(Data for this task Opens)

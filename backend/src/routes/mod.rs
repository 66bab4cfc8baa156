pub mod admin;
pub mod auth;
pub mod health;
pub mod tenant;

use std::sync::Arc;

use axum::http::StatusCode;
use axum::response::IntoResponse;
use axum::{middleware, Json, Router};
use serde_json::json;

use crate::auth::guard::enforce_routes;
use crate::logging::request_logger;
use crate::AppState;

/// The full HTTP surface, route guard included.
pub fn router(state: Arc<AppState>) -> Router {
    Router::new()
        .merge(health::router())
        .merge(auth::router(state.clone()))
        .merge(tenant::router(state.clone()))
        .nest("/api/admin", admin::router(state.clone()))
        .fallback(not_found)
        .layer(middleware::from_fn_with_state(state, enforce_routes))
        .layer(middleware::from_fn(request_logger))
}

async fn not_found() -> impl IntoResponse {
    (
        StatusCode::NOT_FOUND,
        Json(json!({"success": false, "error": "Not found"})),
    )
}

(Data for this task Closes)
(Data for this task Opens)

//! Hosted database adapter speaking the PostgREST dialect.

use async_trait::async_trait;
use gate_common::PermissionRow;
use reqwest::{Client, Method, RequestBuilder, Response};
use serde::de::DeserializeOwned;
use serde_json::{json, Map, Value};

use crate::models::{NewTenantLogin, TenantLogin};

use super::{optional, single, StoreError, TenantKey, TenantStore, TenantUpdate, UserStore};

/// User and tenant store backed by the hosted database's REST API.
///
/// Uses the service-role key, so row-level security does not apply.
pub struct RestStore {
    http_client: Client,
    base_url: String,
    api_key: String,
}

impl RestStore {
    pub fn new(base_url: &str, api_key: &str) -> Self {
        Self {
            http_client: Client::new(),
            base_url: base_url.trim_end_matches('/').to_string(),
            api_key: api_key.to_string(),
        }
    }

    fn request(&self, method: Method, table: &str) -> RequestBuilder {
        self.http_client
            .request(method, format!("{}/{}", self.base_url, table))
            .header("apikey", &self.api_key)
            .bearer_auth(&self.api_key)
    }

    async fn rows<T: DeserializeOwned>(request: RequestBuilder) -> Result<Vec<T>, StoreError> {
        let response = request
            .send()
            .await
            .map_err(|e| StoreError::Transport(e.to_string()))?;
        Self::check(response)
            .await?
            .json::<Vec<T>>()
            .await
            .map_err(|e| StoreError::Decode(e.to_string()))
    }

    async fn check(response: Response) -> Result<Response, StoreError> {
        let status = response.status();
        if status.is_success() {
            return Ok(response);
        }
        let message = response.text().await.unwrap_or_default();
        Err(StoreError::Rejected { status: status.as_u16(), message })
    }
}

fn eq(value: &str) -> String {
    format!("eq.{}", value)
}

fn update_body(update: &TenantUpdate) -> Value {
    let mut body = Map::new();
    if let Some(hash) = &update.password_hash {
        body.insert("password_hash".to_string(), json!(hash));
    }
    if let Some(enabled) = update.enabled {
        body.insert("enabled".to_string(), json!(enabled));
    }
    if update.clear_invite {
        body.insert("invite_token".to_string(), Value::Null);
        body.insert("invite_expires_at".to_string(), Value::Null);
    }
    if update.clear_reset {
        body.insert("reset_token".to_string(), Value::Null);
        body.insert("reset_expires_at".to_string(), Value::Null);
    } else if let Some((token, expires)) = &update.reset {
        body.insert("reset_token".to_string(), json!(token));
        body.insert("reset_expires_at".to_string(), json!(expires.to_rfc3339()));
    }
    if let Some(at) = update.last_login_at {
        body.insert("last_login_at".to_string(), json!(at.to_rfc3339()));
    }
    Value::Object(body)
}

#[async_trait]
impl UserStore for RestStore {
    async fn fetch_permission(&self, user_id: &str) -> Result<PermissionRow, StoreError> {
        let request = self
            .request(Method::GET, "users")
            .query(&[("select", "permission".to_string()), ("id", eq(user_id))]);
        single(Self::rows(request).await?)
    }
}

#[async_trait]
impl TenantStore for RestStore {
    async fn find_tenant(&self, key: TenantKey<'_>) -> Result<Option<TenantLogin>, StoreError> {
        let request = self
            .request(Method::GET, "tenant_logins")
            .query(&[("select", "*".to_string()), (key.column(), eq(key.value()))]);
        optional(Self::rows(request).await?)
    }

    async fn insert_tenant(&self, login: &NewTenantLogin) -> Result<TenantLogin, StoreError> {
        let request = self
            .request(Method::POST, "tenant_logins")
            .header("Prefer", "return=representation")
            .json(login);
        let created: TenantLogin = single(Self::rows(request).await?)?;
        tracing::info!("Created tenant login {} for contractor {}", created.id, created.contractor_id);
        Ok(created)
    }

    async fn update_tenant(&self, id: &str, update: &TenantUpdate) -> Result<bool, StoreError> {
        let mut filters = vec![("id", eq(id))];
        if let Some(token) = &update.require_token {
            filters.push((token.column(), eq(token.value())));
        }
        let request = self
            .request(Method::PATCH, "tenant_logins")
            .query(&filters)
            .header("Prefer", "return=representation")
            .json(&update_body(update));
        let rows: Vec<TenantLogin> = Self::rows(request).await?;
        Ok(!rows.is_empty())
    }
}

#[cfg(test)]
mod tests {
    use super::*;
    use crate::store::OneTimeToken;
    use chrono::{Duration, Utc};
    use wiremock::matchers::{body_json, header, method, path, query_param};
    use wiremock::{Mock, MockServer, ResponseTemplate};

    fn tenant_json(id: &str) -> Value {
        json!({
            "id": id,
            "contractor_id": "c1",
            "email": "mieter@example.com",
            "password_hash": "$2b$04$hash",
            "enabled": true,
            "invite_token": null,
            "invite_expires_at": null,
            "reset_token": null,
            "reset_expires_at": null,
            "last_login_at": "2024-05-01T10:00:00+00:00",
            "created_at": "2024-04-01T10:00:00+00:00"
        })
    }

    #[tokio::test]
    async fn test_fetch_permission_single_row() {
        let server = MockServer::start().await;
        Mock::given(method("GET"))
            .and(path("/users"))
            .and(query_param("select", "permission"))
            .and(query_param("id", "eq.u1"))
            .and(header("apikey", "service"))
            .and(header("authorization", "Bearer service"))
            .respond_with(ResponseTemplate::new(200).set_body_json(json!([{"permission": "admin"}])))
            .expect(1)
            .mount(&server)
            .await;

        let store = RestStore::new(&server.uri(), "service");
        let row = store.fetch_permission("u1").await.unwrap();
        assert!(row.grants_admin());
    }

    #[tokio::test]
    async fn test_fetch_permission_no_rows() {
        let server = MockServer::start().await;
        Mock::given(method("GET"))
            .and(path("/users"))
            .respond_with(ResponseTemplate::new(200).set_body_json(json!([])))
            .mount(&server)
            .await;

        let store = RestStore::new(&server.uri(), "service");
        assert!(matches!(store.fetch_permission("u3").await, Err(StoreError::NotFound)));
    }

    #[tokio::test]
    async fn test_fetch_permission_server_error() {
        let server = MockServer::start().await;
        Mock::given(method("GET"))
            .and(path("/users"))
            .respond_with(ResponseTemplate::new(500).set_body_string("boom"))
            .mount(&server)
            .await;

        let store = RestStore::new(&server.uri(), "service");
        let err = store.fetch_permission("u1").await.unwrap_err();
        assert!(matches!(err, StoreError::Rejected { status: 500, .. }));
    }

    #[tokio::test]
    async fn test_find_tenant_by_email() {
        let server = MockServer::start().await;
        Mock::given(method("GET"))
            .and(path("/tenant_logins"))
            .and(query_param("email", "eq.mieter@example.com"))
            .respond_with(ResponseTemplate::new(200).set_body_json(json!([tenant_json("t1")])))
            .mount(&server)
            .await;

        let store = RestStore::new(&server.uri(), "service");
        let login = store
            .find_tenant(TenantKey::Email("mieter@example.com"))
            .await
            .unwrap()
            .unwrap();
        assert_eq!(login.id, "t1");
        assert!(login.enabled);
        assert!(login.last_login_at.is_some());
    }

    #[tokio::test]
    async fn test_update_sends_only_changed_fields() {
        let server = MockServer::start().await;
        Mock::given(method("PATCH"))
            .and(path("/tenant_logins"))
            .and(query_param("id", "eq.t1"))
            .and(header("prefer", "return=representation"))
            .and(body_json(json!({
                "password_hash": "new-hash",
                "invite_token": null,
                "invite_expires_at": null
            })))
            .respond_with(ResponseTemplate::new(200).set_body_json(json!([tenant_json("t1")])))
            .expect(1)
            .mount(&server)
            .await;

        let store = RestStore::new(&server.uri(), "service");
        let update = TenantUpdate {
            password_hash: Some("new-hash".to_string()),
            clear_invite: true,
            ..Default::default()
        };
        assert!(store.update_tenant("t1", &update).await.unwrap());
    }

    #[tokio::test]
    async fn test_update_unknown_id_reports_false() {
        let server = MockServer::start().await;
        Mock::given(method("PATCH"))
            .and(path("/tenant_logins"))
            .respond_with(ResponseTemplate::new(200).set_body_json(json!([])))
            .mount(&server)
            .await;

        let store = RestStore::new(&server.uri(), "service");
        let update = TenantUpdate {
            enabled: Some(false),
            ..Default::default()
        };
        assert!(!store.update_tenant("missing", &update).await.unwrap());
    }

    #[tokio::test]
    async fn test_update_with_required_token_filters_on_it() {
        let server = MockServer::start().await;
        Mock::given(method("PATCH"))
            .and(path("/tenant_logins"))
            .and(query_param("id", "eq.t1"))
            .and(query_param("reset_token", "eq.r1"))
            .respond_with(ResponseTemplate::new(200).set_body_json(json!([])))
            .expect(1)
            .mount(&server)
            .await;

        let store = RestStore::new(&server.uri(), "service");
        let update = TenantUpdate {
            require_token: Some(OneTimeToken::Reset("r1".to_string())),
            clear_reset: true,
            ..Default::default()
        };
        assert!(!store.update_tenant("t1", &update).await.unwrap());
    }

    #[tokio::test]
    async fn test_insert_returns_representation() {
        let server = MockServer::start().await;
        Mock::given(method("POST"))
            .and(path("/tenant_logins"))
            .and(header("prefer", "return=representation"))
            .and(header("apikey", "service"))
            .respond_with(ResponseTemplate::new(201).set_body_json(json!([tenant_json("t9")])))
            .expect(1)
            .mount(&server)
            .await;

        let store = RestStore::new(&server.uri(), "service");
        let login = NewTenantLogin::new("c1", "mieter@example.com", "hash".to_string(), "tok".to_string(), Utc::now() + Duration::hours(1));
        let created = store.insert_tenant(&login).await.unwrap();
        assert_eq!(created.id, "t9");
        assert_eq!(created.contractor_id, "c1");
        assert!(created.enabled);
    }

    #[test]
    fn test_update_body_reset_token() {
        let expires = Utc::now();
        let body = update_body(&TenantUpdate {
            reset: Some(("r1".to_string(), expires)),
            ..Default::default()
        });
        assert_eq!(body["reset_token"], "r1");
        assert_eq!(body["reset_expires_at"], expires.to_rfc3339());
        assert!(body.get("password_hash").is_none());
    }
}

(Data for this task Closes)

=== What is required ===
State how many lines of the entries include the word "UserStore", giving that number by itself.

=== Answer section ===
2